Dataset entries
=== Begin Enclosure ===
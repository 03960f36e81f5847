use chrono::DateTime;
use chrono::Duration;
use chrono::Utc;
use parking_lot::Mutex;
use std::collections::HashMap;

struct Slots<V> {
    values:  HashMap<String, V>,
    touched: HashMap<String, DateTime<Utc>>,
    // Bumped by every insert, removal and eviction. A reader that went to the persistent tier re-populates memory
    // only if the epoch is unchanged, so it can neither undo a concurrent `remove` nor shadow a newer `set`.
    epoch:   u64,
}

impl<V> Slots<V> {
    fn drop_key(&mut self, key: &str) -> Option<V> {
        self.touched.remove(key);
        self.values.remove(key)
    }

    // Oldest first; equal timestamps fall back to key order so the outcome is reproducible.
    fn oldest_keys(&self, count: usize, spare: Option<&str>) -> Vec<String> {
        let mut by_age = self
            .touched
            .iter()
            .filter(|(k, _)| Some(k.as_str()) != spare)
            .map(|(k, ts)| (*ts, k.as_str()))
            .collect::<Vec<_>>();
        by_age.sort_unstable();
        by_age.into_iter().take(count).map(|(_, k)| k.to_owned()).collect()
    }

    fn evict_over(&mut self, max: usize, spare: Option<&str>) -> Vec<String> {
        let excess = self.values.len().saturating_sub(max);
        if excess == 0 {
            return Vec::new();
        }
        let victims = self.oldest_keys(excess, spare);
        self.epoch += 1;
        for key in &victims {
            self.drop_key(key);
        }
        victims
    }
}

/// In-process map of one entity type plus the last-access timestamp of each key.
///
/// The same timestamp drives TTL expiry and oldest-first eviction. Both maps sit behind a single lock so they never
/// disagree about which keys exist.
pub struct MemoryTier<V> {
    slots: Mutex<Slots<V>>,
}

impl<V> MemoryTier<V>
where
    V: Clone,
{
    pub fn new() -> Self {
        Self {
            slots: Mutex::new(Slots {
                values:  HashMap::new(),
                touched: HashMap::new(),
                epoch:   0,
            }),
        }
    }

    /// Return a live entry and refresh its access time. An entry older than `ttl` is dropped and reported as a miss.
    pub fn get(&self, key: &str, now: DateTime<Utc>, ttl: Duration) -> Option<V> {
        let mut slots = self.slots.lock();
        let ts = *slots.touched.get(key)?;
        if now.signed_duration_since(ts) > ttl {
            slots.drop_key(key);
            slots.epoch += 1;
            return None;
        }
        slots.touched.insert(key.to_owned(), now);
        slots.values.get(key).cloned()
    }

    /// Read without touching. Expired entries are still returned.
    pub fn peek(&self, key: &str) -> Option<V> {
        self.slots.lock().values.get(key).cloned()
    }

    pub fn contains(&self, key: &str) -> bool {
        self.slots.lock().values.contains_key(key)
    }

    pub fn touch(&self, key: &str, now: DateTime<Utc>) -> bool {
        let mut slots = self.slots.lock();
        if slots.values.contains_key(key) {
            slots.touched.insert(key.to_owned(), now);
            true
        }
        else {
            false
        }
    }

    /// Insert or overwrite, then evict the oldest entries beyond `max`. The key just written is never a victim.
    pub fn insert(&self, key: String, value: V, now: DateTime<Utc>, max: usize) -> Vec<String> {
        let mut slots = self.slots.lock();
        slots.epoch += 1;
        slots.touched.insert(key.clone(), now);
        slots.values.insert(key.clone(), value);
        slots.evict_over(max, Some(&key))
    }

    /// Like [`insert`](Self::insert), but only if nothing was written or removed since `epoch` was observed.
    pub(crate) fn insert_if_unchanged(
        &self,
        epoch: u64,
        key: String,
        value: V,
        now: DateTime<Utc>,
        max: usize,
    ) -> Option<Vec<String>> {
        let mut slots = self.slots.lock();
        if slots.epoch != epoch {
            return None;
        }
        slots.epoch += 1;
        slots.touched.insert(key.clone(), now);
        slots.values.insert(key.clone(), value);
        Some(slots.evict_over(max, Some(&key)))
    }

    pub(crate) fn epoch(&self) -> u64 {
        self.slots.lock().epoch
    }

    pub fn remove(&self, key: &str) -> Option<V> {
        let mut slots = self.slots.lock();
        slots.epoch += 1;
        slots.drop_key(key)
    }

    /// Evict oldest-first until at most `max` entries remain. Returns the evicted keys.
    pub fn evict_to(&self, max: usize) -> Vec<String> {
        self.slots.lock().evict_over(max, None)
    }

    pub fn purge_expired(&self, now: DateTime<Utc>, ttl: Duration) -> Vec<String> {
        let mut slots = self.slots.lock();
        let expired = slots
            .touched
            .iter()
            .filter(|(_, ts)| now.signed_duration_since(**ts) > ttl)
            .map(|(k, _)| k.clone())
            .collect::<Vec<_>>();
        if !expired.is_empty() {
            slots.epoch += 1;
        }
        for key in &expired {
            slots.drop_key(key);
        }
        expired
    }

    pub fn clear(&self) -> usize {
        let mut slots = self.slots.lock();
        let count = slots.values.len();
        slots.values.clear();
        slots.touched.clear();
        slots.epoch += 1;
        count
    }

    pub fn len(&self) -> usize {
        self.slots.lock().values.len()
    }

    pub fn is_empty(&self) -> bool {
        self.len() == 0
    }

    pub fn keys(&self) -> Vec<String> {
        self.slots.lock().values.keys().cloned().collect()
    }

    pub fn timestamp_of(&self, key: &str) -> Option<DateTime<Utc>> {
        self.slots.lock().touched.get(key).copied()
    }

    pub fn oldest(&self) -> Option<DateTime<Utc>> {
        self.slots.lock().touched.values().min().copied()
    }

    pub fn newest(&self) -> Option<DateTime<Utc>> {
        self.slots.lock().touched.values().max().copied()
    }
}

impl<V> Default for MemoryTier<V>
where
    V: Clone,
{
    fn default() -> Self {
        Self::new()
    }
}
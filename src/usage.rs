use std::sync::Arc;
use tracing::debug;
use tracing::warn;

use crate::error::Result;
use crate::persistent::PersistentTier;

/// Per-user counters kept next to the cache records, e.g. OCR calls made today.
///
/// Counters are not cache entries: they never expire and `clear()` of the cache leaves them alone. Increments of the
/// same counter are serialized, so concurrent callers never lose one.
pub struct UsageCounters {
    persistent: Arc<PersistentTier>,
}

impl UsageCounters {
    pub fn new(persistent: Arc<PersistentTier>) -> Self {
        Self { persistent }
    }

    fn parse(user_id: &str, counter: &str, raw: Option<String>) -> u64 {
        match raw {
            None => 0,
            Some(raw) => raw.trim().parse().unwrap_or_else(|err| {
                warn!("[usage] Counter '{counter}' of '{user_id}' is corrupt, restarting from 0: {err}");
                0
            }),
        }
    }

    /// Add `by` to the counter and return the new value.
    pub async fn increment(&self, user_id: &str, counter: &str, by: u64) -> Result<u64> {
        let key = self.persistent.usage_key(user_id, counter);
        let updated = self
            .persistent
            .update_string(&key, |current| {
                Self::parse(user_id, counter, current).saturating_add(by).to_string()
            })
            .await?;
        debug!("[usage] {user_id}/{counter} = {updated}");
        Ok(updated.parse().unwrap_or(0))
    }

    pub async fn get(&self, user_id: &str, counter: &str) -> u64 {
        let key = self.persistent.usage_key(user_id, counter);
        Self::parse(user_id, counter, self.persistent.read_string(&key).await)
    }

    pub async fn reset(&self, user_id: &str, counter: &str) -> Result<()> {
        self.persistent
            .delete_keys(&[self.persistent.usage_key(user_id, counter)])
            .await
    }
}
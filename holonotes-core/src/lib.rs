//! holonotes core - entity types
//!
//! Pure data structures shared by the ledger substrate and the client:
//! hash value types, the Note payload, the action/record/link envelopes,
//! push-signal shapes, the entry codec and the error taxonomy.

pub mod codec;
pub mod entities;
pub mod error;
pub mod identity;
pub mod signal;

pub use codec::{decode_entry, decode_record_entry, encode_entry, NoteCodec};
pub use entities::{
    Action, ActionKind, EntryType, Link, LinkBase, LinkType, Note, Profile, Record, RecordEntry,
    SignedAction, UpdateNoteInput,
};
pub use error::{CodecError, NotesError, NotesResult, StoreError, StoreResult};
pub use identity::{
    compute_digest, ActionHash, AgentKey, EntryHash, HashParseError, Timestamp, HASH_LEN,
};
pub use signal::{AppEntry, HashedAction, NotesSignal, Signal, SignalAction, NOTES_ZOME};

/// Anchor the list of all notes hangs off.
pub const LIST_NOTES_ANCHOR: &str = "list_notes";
=== End Enclosure ===
Work item
Return exactly the lines above from the line that has "Self::new()" through the line that has "Ok(updated.parse().unwrap_or(0))", inclusive, and nothing else.

Exercise result
        Self::new()
    }
}
filename src/usage.rs
use std::sync::Arc;
use tracing::debug;
use tracing::warn;

use crate::error::Result;
use crate::persistent::PersistentTier;

/// Per-user counters kept next to the cache records, e.g. OCR calls made today.
///
/// Counters are not cache entries: they never expire and `clear()` of the cache leaves them alone. Increments of the
/// same counter are serialized, so concurrent callers never lose one.
pub struct UsageCounters {
    persistent: Arc<PersistentTier>,
}

impl UsageCounters {
    pub fn new(persistent: Arc<PersistentTier>) -> Self {
        Self { persistent }
    }

    fn parse(user_id: &str, counter: &str, raw: Option<String>) -> u64 {
        match raw {
            None => 0,
            Some(raw) => raw.trim().parse().unwrap_or_else(|err| {
                warn!("[usage] Counter '{counter}' of '{user_id}' is corrupt, restarting from 0: {err}");
                0
            }),
        }
    }

    /// Add `by` to the counter and return the new value.
    pub async fn increment(&self, user_id: &str, counter: &str, by: u64) -> Result<u64> {
        let key = self.persistent.usage_key(user_id, counter);
        let updated = self
            .persistent
            .update_string(&key, |current| {
                Self::parse(user_id, counter, current).saturating_add(by).to_string()
            })
            .await?;
        debug!("[usage] {user_id}/{counter} = {updated}");
        Ok(updated.parse().unwrap_or(0))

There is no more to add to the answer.